■ Activity
The expected output is each line below containing "Serialize", copied in full.

_ _ _ _ _

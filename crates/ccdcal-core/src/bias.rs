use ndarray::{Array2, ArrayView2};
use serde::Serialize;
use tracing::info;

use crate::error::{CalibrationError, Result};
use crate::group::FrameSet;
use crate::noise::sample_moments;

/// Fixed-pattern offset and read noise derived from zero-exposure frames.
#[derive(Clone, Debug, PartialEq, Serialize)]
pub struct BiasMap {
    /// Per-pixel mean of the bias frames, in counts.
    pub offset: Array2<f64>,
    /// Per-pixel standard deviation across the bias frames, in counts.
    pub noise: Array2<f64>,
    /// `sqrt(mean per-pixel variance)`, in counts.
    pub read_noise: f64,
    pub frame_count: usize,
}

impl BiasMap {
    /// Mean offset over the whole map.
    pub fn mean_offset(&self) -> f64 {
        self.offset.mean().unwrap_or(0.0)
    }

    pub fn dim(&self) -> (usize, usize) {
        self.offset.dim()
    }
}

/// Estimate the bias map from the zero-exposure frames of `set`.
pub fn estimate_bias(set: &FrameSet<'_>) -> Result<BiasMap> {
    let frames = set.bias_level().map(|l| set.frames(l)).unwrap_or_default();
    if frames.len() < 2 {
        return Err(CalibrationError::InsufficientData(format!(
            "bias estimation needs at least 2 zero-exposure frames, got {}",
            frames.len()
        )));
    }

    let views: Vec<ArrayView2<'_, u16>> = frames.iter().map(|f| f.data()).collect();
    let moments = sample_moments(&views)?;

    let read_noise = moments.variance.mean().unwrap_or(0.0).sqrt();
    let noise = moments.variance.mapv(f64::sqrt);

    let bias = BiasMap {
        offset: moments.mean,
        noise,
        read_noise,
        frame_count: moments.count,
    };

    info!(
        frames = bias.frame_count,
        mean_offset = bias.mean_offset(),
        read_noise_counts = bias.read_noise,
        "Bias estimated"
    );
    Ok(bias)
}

_ _ _ _ _

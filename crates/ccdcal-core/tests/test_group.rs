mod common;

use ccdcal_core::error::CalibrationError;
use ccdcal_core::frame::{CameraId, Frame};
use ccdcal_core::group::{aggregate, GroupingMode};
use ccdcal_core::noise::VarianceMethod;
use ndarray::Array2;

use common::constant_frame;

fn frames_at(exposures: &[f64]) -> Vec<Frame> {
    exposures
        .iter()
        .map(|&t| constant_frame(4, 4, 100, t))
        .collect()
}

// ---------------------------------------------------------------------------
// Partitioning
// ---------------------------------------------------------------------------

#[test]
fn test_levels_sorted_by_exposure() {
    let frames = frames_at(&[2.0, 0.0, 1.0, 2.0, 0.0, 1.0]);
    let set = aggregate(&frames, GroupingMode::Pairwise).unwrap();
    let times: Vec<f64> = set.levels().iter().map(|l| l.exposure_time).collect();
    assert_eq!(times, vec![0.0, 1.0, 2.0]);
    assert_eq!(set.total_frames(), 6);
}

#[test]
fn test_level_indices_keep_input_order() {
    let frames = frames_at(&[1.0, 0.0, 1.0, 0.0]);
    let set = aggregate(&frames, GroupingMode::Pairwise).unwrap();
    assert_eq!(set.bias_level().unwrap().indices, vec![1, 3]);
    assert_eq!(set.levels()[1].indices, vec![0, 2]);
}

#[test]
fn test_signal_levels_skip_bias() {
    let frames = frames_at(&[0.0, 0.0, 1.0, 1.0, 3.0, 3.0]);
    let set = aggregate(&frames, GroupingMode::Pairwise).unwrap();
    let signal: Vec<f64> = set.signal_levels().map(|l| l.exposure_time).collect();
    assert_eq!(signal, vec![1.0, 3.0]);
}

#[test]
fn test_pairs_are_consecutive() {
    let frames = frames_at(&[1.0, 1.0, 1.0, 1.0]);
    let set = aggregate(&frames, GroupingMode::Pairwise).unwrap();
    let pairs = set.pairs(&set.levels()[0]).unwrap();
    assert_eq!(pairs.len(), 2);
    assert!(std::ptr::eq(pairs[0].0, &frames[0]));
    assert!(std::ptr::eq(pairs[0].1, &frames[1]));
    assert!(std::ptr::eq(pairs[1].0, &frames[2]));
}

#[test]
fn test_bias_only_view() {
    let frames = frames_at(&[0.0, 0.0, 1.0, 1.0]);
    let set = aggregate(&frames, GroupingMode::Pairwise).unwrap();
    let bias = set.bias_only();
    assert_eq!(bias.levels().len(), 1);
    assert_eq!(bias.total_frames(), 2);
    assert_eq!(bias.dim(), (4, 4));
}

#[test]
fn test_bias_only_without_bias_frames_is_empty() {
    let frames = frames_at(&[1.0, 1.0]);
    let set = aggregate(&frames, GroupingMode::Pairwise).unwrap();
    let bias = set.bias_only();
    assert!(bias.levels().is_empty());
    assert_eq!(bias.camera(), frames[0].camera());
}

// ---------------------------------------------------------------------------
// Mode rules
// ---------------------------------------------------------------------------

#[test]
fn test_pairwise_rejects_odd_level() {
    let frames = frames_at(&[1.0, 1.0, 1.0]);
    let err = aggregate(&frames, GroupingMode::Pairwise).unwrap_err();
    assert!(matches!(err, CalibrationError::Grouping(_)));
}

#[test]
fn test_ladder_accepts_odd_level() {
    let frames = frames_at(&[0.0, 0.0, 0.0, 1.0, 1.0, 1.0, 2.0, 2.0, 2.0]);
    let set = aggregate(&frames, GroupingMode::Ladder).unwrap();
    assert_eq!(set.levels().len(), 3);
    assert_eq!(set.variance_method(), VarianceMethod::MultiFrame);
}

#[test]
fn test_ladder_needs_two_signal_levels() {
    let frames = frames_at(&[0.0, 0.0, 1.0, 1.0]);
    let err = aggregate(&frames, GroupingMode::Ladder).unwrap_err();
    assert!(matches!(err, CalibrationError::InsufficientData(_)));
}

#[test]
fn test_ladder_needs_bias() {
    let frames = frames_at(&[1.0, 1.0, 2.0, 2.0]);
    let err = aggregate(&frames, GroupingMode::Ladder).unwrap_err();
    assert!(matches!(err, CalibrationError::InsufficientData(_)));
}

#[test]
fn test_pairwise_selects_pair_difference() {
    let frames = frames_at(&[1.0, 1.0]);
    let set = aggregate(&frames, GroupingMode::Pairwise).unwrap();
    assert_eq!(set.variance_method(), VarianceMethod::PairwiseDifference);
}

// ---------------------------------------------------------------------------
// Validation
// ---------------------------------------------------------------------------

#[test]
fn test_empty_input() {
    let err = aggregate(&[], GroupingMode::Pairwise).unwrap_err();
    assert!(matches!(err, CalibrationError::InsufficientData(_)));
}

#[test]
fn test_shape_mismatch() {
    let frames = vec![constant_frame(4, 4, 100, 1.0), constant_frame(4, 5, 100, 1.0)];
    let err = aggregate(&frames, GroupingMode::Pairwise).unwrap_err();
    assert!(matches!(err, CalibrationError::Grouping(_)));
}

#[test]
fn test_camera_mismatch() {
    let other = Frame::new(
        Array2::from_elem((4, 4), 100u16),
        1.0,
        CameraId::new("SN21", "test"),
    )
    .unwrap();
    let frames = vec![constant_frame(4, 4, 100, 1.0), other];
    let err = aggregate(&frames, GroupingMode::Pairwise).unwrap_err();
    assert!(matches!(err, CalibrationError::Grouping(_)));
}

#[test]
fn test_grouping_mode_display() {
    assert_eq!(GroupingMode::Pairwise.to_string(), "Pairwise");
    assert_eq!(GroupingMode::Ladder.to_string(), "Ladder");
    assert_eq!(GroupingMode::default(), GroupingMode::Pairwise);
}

_ _ _ _ _

■ Reply
use serde::Serialize;
#[derive(Clone, Debug, PartialEq, Serialize)]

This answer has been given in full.